Several comments, none related to the reality/unreality of the Bloom box.
1. Ethanol sources: Lewis, surely you are aware that non-crop biomass production of ethanol is coming soon.
2. Electric grid losses are ~40%. If the Bloom box works at all, it need not be very efficient to do better than the grid. Being colocated with the consumer, it automatically has a 40% efficiency advantage, depending on the losses in the gas grid. What ARE the losses in the gas grid?
3. Again if the Bloom box works as advertized, gas need not be its only fuel. Certainly the vast herds of cattle on the Salisbury plain can be harnessed to supply much of it. Erm... Please ignore that last. Bloom claims the box can take in electrons and produce fuel (I'd like to see THAT!), perhaps completely changing the equation.

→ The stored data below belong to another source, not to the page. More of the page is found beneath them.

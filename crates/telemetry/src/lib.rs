//! Tracing subscriber bootstrap.

use readlog_kernel::settings::{LogFormat, TelemetrySettings};
use tracing_subscriber::{
    fmt::MakeWriter, layer::SubscriberExt, util::SubscriberInitExt, EnvFilter,
};

/// Install the global tracing subscriber, logging to stdout.
///
/// `RUST_LOG` wins over `settings.log_level` when set. Fails if a global
/// subscriber is already installed.
pub fn init(settings: &TelemetrySettings) -> anyhow::Result<()> {
    init_with_writer(settings, std::io::stdout)
}

/// Same as [`init`] with a custom log destination.
pub fn init_with_writer<W>(settings: &TelemetrySettings, writer: W) -> anyhow::Result<()>
where
    W: for<'a> MakeWriter<'a> + Send + Sync + 'static,
{
    let filter = build_filter(&settings.log_level)?;
    let registry = tracing_subscriber::registry().with(filter);

    match settings.log_format {
        LogFormat::Pretty => registry
            .with(
                tracing_subscriber::fmt::layer()
                    .with_writer(writer)
                    .with_target(true),
            )
            .try_init()?,
        LogFormat::Json => registry
            .with(
                tracing_subscriber::fmt::layer()
                    .json()
                    .with_current_span(true)
                    .with_writer(writer),
            )
            .try_init()?,
    }

    tracing::debug!(
        target: "readlog-telemetry",
        format = ?settings.log_format,
        "telemetry initialized"
    );
    Ok(())
}

fn build_filter(default_level: &str) -> anyhow::Result<EnvFilter> {
    match EnvFilter::try_from_default_env() {
        Ok(filter) => Ok(filter),
        Err(_) => Ok(EnvFilter::try_new(default_level)?),
    }
}
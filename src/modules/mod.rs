pub mod books;

use readlog_db::Database;
use readlog_kernel::{settings::Settings, ModuleRegistry};

/// Register all project-specific modules with the registry
pub fn register_all(registry: &mut ModuleRegistry, db: &Database, settings: &Settings) {
    let store = books::BookStore::new(db.pool().clone());
    registry.register(std::sync::Arc::new(books::BooksModule::new(
        store,
        settings.books.patch_policy,
    )));
}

Otherwise, a good article, with a reasonable dose of scepticism. More power to you, Lewis!
"As for ethanol, the only way this can be produced in a vaguely green way is as biofuel from food crops - and this equates to starvation for the world's poor plus accelerated deforestation with associated eco-evils."
...not if corn husks meet their destiny.
individual houses, but it could be very handy at a neighbourhood level. Rather than having a substation that draws all of it's power from the grid it could largely or totally cut the need for grid power, cutting transmission losses and increasing efficiency (large gas turbine power plants run at less than 60% efficiency - less again when you include transmission losses -, the Bloom is supposed to be in the 80%+ range). There should also be a reduction in other emission products.
The big target though would be in electric cars. There's already a network of LPG filling stations with which to fuel them. Combine a Bloom fuel cell with a super capacitor storage unit (to even out peak power demands) and you'd have a clean, low carbon solution with fast refuelling times and long range. CO2 should be less than 1/2 of that produced by current cars, there'd be no NOX, hydrocarbons or particulates emitted (the components of smog) and it sounds like the technology is going to be more affordable than Lithium Ion battery packs.
It's certainly true that a lot of gas is being imported into Europe as a whole is from Russia, however, I think you'll find that a significant proportion of imports into the UK come from Norway.
how does that compare to the combined cycle gas turbine thingy? (power stations also suffer from transmission costs of course)
If these worked and every home used them to generate electric from their gas supply then you would only need electricity at peak demand, or if they failed.
So the electric company couldn't balance selling cheap baseline load 90% of the time and peak expensive load for 10% - it would all be peak expensive load, so your electric cost/unit would have to go up 200%.
I thought this was going to be fusion-in-a-shoebox, and on the strength of that ordered my gas and electricity disconnected pending clean, cheap, home-generated power. Now all my pipes have burst and there's nothing hot for tea.
*When* will The Register begin presenting the important information *clearly* in its articles?
Re: "zero emissions". Basically hype, but the second component to this is some US'ians still don't consider CO2 to be an emission -- if this doesn't emit carbon monoxide, NOx or unburned hydrocarbons it's "zero emissions" by that standard.
And I agree with Nick22's point, a big efficiency gain here could be from reducing grid losses. Electricity here in the states can travel a looooong way before it is used; even if these ended up being a little less efficient than an efficient power plant, they could end up with the upper hand due to grid loss. I should add, parts of the US *do* have a natural gas grid; I have a gas line running to my house. That's another part of the equation though.... 1) Does the gas grid have the capacity it needs to fuel these units? (It's gotten down to -40C here a few times, and -15C is not uncommon... the gas distribution points REALLY start to hiss when it's that cold making me wonder how much extra capacity is left in them) 2) In areas without a gas grid, trucking in gas really could change the efficiency equation.